§ Task instructions
From the top of the entries below through the line containing "pub struct SharedInterfaceState", return every line exactly as written, please, and stop there.

§ Collected data entries
//! # Shared Interface States
//!
//! Handlers in a parcel never hold references to each other; they
//! communicate forward through declared capability snapshots. After a
//! handler runs, every capability it implements is captured into a
//! transport-safe [`SharedInterfaceState`] and appended to the parcel;
//! before the next handler runs, each accumulated state whose capability
//! the message implements is applied onto the deserialized message.
//!
//! Capability discovery is an explicit registry populated at registration
//! time (no runtime type introspection): a [`ShareRegistry`] maps each
//! concrete type to the reader and writer functions of the capabilities it
//! declares through [`Shares`].

pub mod manager;
pub mod registry;

pub use manager::ShareManager;
pub use registry::{ShareRegistration, ShareRegistry};

use serde::de::DeserializeOwned;
use serde::{Deserialize, Serialize};
use thiserror::Error;

use crate::model::TypeDescription;

/// Type-erased object the share machinery reads from and writes onto.
pub type AnyShareable = dyn std::any::Any + Send + Sync;

/// One property of a capability snapshot, serialized independently.
#[derive(Debug, Clone, PartialEq, Eq, Serialize, Deserialize)]
pub struct SharedProperty {
    /// Property name on the capability.
    pub name: String,
    /// JSON-serialized property value.
    pub serialized_value: String,
}

/// A named-capability snapshot captured from one object.
///
/// Owned by the parcel; appended after each successful delivery, never
/// mutated in place.
#[derive(Debug, Clone, PartialEq, Eq, Serialize, Deserialize)]
pub struct SharedInterfaceState {
    /// The concrete type the snapshot came from.
    pub source_type: TypeDescription,
    /// The capability the snapshot satisfies.
    pub interface_type: TypeDescription,
    /// Property values, in declaration order.
    pub properties: Vec<SharedProperty>,
}

/// Failure while capturing or applying a capability snapshot.
#[derive(Debug, Error)]
pub enum ShareError {
    #[error("unable to serialize snapshot for capability {interface}: {source}")]
    SnapshotSerialization {
        interface: String,
        #[source]
        source: serde_json::Error,
    },

    #[error("unable to deserialize snapshot for capability {interface}: {source}")]
    SnapshotDeserialization {
        interface: String,
        #[source]
        source: serde_json::Error,
    },

    #[error("registered source for capability {interface} does not match the object's type")]
    SourceTypeMismatch { interface: String },

    #[error("registered target for capability {interface} does not match the object's type")]
    TargetTypeMismatch { interface: String },
}

/// A capability whose property values propagate forward across a parcel's
/// sequence.
///
/// The snapshot is an ordinary serde struct; each field becomes one
/// [`SharedProperty`] so the transport never depends on the concrete
/// types at either end.
pub trait SharedCapability: 'static {
    /// Typed property bag exchanged through serialized snapshots.
    type Snapshot: Serialize + DeserializeOwned + Send;

    /// Identity used to match snapshots between sources and targets.
    fn interface_type() -> TypeDescription
    where
        Self: Sized,
    {
        TypeDescription::of::<Self>()
    }
}

/// Implemented by a concrete message or handler type for each capability
/// it declares. Registered into a [`ShareRegistry`] at startup.
pub trait Shares<C: SharedCapability> {
    /// Read the capability's current property values.
    fn capture(&self) -> C::Snapshot;

    /// Overwrite the capability's property values from a snapshot.
    fn apply(&mut self, snapshot: C::Snapshot);
}

/// Serialize a snapshot field-by-field into shared properties.
pub(crate) fn snapshot_to_properties<C: SharedCapability>(
    snapshot: &C::Snapshot,
) -> Result<Vec<SharedProperty>, ShareError> {
    let interface = C::interface_type();
    let value =
        serde_json::to_value(snapshot).map_err(|source| ShareError::SnapshotSerialization {
            interface: interface.full_name.clone(),
            source,
        })?;
    match value {
        serde_json::Value::Object(map) => Ok(map
            .into_iter()
            .map(|(name, value)| SharedProperty {
                name,
                serialized_value: value.to_string(),
            })
            .collect()),
        other => Ok(vec![SharedProperty {
            name: "value".to_string(),
            serialized_value: other.to_string(),
        }]),
    }
}

/// Rebuild a snapshot from shared properties. Later duplicates of a
/// property name win.
pub(crate) fn properties_to_snapshot<C: SharedCapability>(
    properties: &[SharedProperty],
) -> Result<C::Snapshot, ShareError> {
    let interface = C::interface_type();
    let deserialization = |source| ShareError::SnapshotDeserialization {
        interface: interface.full_name.clone(),
        source,
    };

    if let [only] = properties {
        if only.name == "value" {
            if let Ok(snapshot) = serde_json::from_str(&only.serialized_value) {
                return Ok(snapshot);
            }
        }
    }

    let mut map = serde_json::Map::new();
    for property in properties {
        let value = serde_json::from_str(&property.serialized_value).map_err(deserialization)?;
        map.insert(property.name.clone(), value);
    }
    serde_json::from_value(serde_json::Value::Object(map)).map_err(deserialization)
}
//! # Topic Value Types
//!
//! Named subjects that recurring workflows impact or depend on. The
//! affected and dependency kinds are distinct newtypes so a dependency can
//! never be passed where an impacted topic is expected, even when both
//! carry the same name. [`NamedTopic`] is the kind-erased key used by
//! status reports and tracking queries.

use chrono::{DateTime, Utc};
use serde::{Deserialize, Serialize};
use std::fmt;

/// The topic a running workflow is currently impacting.
#[derive(Debug, Clone, PartialEq, Eq, Hash, Serialize, Deserialize)]
pub struct AffectedTopic(pub String);

/// A topic a workflow requires to have been recently affected before it
/// may proceed.
#[derive(Debug, Clone, PartialEq, Eq, Hash, Serialize, Deserialize)]
pub struct DependencyTopic(pub String);

/// Kind-erased topic name used as the key of status reports and notices.
#[derive(Debug, Clone, PartialEq, Eq, Hash, Serialize, Deserialize)]
pub struct NamedTopic(pub String);

impl AffectedTopic {
    pub fn new(name: impl Into<String>) -> Self {
        Self(name.into())
    }

    pub fn to_named(&self) -> NamedTopic {
        NamedTopic(self.0.clone())
    }
}

impl DependencyTopic {
    pub fn new(name: impl Into<String>) -> Self {
        Self(name.into())
    }

    pub fn to_named(&self) -> NamedTopic {
        NamedTopic(self.0.clone())
    }
}

impl NamedTopic {
    pub fn new(name: impl Into<String>) -> Self {
        Self(name.into())
    }
}

impl fmt::Display for AffectedTopic {
    fn fmt(&self, f: &mut fmt::Formatter<'_>) -> fmt::Result {
        write!(f, "{}", self.0)
    }
}

impl fmt::Display for DependencyTopic {
    fn fmt(&self, f: &mut fmt::Formatter<'_>) -> fmt::Result {
        write!(f, "{}", self.0)
    }
}

impl fmt::Display for NamedTopic {
    fn fmt(&self, f: &mut fmt::Formatter<'_>) -> fmt::Result {
        write!(f, "{}", self.0)
    }
}

/// Last-known affecting state of a topic.
#[derive(Debug, Clone, Copy, PartialEq, Eq, Hash, Serialize, Deserialize, Default)]
#[serde(rename_all = "snake_case")]
pub enum TopicStatus {
    /// No affecting run has ever been recorded.
    #[default]
    Unknown,
    /// An affecting run is currently in flight.
    BeingAffected,
    /// The most recent affecting run completed.
    WasAffected,
    /// The most recent affecting run failed.
    Failed,
}

/// Gate controlling whether a topic-affecting parcel may run while another
/// run on the same topic is still in flight.
#[derive(Debug, Clone, Copy, PartialEq, Eq, Hash, Serialize, Deserialize, Default)]
#[serde(rename_all = "snake_case")]
pub enum SimultaneousRunsStrategy {
    /// No gate configured; a topic-bearing parcel must not use this.
    #[default]
    Unspecified,
    /// Abort a new run while the topic's latest report shows `BeingAffected`.
    AbortSubsequentRunsWhenOneIsRunning,
}

/// Aggregation applied across a set of per-topic checks.
#[derive(Debug, Clone, Copy, PartialEq, Eq, Hash, Serialize, Deserialize, Default)]
#[serde(rename_all = "snake_case")]
pub enum TopicCheckStrategy {
    /// Checks are disabled; never aborts.
    #[default]
    Unspecified,
    /// Proceed when at least one topic passes.
    Any,
    /// Proceed only when every topic passes.
    All,
}

/// Point-in-time read of a topic's status.
///
/// `dependency_topic_notices_at_start` is the snapshot, captured when the
/// current affecting run began, of what each of the topic's own dependency
/// topics looked like at that moment; later recency comparisons are
/// measured against it.
#[derive(Debug, Clone, PartialEq, Serialize, Deserialize)]
pub struct TopicStatusReport {
    /// The topic the report describes.
    pub topic: NamedTopic,
    /// Last-known affecting state.
    pub status: TopicStatus,
    /// When the most recent affecting run completed, if it has.
    pub affects_completed_date_utc: Option<DateTime<Utc>>,
    /// Dependency-topic snapshot taken when the current run began.
    #[serde(default)]
    pub dependency_topic_notices_at_start: Vec<TopicStatusReport>,
}

impl TopicStatusReport {
    /// A report for a topic nothing has ever affected.
    pub fn unknown(topic: NamedTopic) -> Self {
        Self {
            topic,
            status: TopicStatus::Unknown,
            affects_completed_date_utc: None,
            dependency_topic_notices_at_start: Vec::new(),
        }
    }
}

/// Certified record that a topic's affecting run delivered, with the
/// delivery timestamp used by recentness checks.
#[derive(Debug, Clone, PartialEq, Serialize, Deserialize)]
pub struct CertifiedNotice {
    /// The affected topic.
    pub topic: NamedTopic,
    /// When the affecting run's final envelope delivered.
    pub delivered_date_utc: DateTime<Utc>,
}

§ Answer below
//! # Shared Interface States
//!
//! Handlers in a parcel never hold references to each other; they
//! communicate forward through declared capability snapshots. After a
//! handler runs, every capability it implements is captured into a
//! transport-safe [`SharedInterfaceState`] and appended to the parcel;
//! before the next handler runs, each accumulated state whose capability
//! the message implements is applied onto the deserialized message.
//!
//! Capability discovery is an explicit registry populated at registration
//! time (no runtime type introspection): a [`ShareRegistry`] maps each
//! concrete type to the reader and writer functions of the capabilities it
//! declares through [`Shares`].

pub mod manager;
pub mod registry;

pub use manager::ShareManager;
pub use registry::{ShareRegistration, ShareRegistry};

use serde::de::DeserializeOwned;
use serde::{Deserialize, Serialize};
use thiserror::Error;

use crate::model::TypeDescription;

/// Type-erased object the share machinery reads from and writes onto.
pub type AnyShareable = dyn std::any::Any + Send + Sync;

/// One property of a capability snapshot, serialized independently.
#[derive(Debug, Clone, PartialEq, Eq, Serialize, Deserialize)]
pub struct SharedProperty {
    /// Property name on the capability.
    pub name: String,
    /// JSON-serialized property value.
    pub serialized_value: String,
}

/// A named-capability snapshot captured from one object.
///
/// Owned by the parcel; appended after each successful delivery, never
/// mutated in place.
#[derive(Debug, Clone, PartialEq, Eq, Serialize, Deserialize)]
pub struct SharedInterfaceState {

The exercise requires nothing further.